It's a Matter of Style: Experiments in Style Detection and Transformation with Natural Language Processing
Full natural language understanding requires comprehending not only the content or meaning of a piece of text or speech, but also the stylistic way in which it is conveyed. To enable real advancements in dialog systems, information extraction, and human-computer interaction, computers need to understand the entirety of what humans say, both the literal and the non-literal. This talk presents an in-depth investigation of one particular stylistic aspect, formality. First, we provide an analysis of humans' subjective perceptions of formality in four different genres of online communication, and highlight areas of high and low agreement and extract patterns that consistently differentiate formal from informal text. Next, we develop a statistical model for predicting formality at the sentence level, using rich NLP and deep learning features, and then evaluate the model's performance against human judgments across genres. Finally, we show how one can leverage machine translation methods to automatically transform an informal text into a formal one, paving the way for a generalized method of style transfer.This work was done with Ellie Pavlick (UPenn) during her summer internship at Yahoo Labs and Sudha Rao (UMD) during her summer internship at Grammarly.
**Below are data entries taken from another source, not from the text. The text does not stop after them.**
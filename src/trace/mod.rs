//! Distributed tracing: span lifecycle, context identifiers, and the
//! batching/export subsystem.
//!
//! Spans are created by a [`Tracer`] obtained from a [`TracerProvider`].
//! Finished spans are handed to the provider's [`SpanProcessor`]s, the
//! default being the [`BatchSpanProcessor`] which buffers them and flushes
//! to a [`SpanExporter`] on a dedicated worker thread.

mod export;
mod id_generator;
mod in_memory_exporter;
mod provider;
mod span;
mod span_processor;
mod tracer;

pub use export::{ExportResult, SpanData, SpanExporter};
pub use id_generator::{IdGenerator, IncrementIdGenerator, RandomIdGenerator};
pub use in_memory_exporter::InMemorySpanExporter;
pub use provider::{Config, TracerProvider, TracerProviderBuilder};
pub use span::Span;
pub use span_processor::{
    BackpressurePolicy, BatchConfig, BatchConfigBuilder, BatchSpanProcessor, PipelineStats,
    SimpleSpanProcessor, SpanProcessor,
};
pub use tracer::Tracer;

use std::borrow::Cow;
use std::fmt;

/// A 128-bit identifier shared by every span in one trace.
#[derive(Clone, Copy, PartialEq, Eq, PartialOrd, Ord, Hash)]
pub struct TraceId(u128);

impl TraceId {
    /// Invalid trace id, used by spans from a shut-down provider.
    pub const INVALID: TraceId = TraceId(0);

    /// Construct a trace id from its representation as a `u128`.
    pub const fn from_u128(value: u128) -> Self {
        TraceId(value)
    }

    /// The underlying `u128` representation.
    pub const fn to_u128(self) -> u128 {
        self.0
    }
}

impl From<u128> for TraceId {
    fn from(value: u128) -> Self {
        TraceId(value)
    }
}

impl fmt::Debug for TraceId {
    fn fmt(&self, f: &mut fmt::Formatter<'_>) -> fmt::Result {
        write!(f, "{:032x}", self.0)
    }
}

impl fmt::Display for TraceId {
    fn fmt(&self, f: &mut fmt::Formatter<'_>) -> fmt::Result {
        write!(f, "{:032x}", self.0)
    }
}

/// A 64-bit identifier unique to a single span within a trace.
#[derive(Clone, Copy, PartialEq, Eq, PartialOrd, Ord, Hash)]
pub struct SpanId(u64);

impl SpanId {
    /// Invalid span id, used as the parent id of root spans.
    pub const INVALID: SpanId = SpanId(0);

    /// Construct a span id from its representation as a `u64`.
    pub const fn from_u64(value: u64) -> Self {
        SpanId(value)
    }

    /// The underlying `u64` representation.
    pub const fn to_u64(self) -> u64 {
        self.0
    }
}

impl From<u64> for SpanId {
    fn from(value: u64) -> Self {
        SpanId(value)
    }
}

impl fmt::Debug for SpanId {
    fn fmt(&self, f: &mut fmt::Formatter<'_>) -> fmt::Result {
        write!(f, "{:016x}", self.0)
    }
}

impl fmt::Display for SpanId {
    fn fmt(&self, f: &mut fmt::Formatter<'_>) -> fmt::Result {
        write!(f, "{:016x}", self.0)
    }
}

/// Immutable identity of a span: its trace id and span id.
///
/// Created when a span is started and never mutated afterwards. The trace
/// id is inherited from the active parent span if there is one.
#[derive(Clone, Debug, PartialEq, Eq, Hash)]
pub struct SpanContext {
    trace_id: TraceId,
    span_id: SpanId,
}

impl SpanContext {
    /// An invalid span context.
    pub const NONE: SpanContext = SpanContext {
        trace_id: TraceId::INVALID,
        span_id: SpanId::INVALID,
    };

    /// Construct a new `SpanContext`.
    pub fn new(trace_id: TraceId, span_id: SpanId) -> Self {
        SpanContext { trace_id, span_id }
    }

    /// The [`TraceId`] for this span context.
    pub fn trace_id(&self) -> TraceId {
        self.trace_id
    }

    /// The [`SpanId`] for this span context.
    pub fn span_id(&self) -> SpanId {
        self.span_id
    }

    /// Returns `true` if both ids are non-zero.
    pub fn is_valid(&self) -> bool {
        self.trace_id != TraceId::INVALID && self.span_id != SpanId::INVALID
    }
}

/// The status of a finished span.
///
/// These values form a total order: `Ok > Error > Unset`, so an explicit
/// `Ok` cannot be downgraded and `Unset` never overrides anything.
#[derive(Clone, Debug, Default, PartialEq, Eq, PartialOrd, Ord, Hash)]
pub enum Status {
    /// The default status.
    #[default]
    Unset,

    /// The operation contains an error.
    Error {
        /// The description of the error
        description: Cow<'static, str>,
    },

    /// The operation has been validated to have completed successfully.
    Ok,
}

impl Status {
    /// Create an error status with the given description.
    pub fn error(description: impl Into<Cow<'static, str>>) -> Self {
        Status::Error {
            description: description.into(),
        }
    }
}

#[cfg(test)]
mod tests {
    use super::*;

    #[test]
    fn id_hex_formatting() {
        assert_eq!(
            TraceId::from_u128(0xdead_beef).to_string(),
            "000000000000000000000000deadbeef"
        );
        assert_eq!(SpanId::from_u64(42).to_string(), "000000000000002a");
    }

    #[test]
    fn status_precedence() {
        assert!(Status::Ok > Status::error("boom"));
        assert!(Status::error("boom") > Status::Unset);
    }

    #[test]
    fn invalid_context() {
        assert!(!SpanContext::NONE.is_valid());
        assert!(SpanContext::new(TraceId::from_u128(1), SpanId::from_u64(1)).is_valid());
    }
}
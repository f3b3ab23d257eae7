use std::net::SocketAddr;
use std::path::PathBuf;

use clap::{Args, Parser, Subcommand};

#[derive(Parser, Debug)]
#[command(author, version, about, long_about = None)]
pub struct Cli {
    #[command(subcommand)]
    pub command: Command,
}

#[derive(Subcommand, Debug)]
pub enum Command {
    /// Run the math server, accepting TCP connections.
    Server(ServerArgs),
    /// Connect to a server and submit questions interactively.
    Client(ClientArgs),
}

#[derive(Args, Debug, Clone)]
pub struct ServerArgs {
    /// Socket address the server should bind to. Use port 0 for an ephemeral port.
    #[arg(long, default_value = "127.0.0.1:8421")]
    pub listen: SocketAddr,

    /// Append connect/disconnect/error events to this file instead of stderr.
    #[arg(long)]
    pub log_file: Option<PathBuf>,
}

#[derive(Args, Debug, Clone)]
pub struct ClientArgs {
    /// Username announced when joining the server.
    #[arg(long)]
    pub username: String,

    /// Address of the server to connect to.
    #[arg(long, default_value = "127.0.0.1:8421")]
    pub server: SocketAddr,
}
Joel Tetreault is Director of Research at Grammarly. His research focus is Natural Language Processing and Deep Learning and applying these techniques to language understanding and the analysis of user-generated content. Currently he works on the research and productization of NLP tools and components for the next generation of intelligent writing assistance systems. Prior to joining Grammarly, he was a Senior Research Scientist at Yahoo Labs, where he worked on comments and news feed ranking, as well as hate speech detection; Senior Principal Manager of the Core Natural Language group at Nuance Communications, Inc.; and worked at Educational Testing Service for six years as a managing research scientist where he researched automated methods for essay scoring, detecting grammatical errors by non-native speakers, plagiarism detection, and content scoring. Tetreault received his B.A. in Computer Science from Harvard University and his M.S. and Ph.D. in Computer Science from the University of Rochester. He was also a postdoctoral research scientist at the University of Pittsburgh's Learning Research and Development Center, where he worked on developing spoken dialogue tutoring systems. In addition, he has co-organized the Building Educational Application workshop series for 11 years, several shared tasks, and is NAACL Treasurer.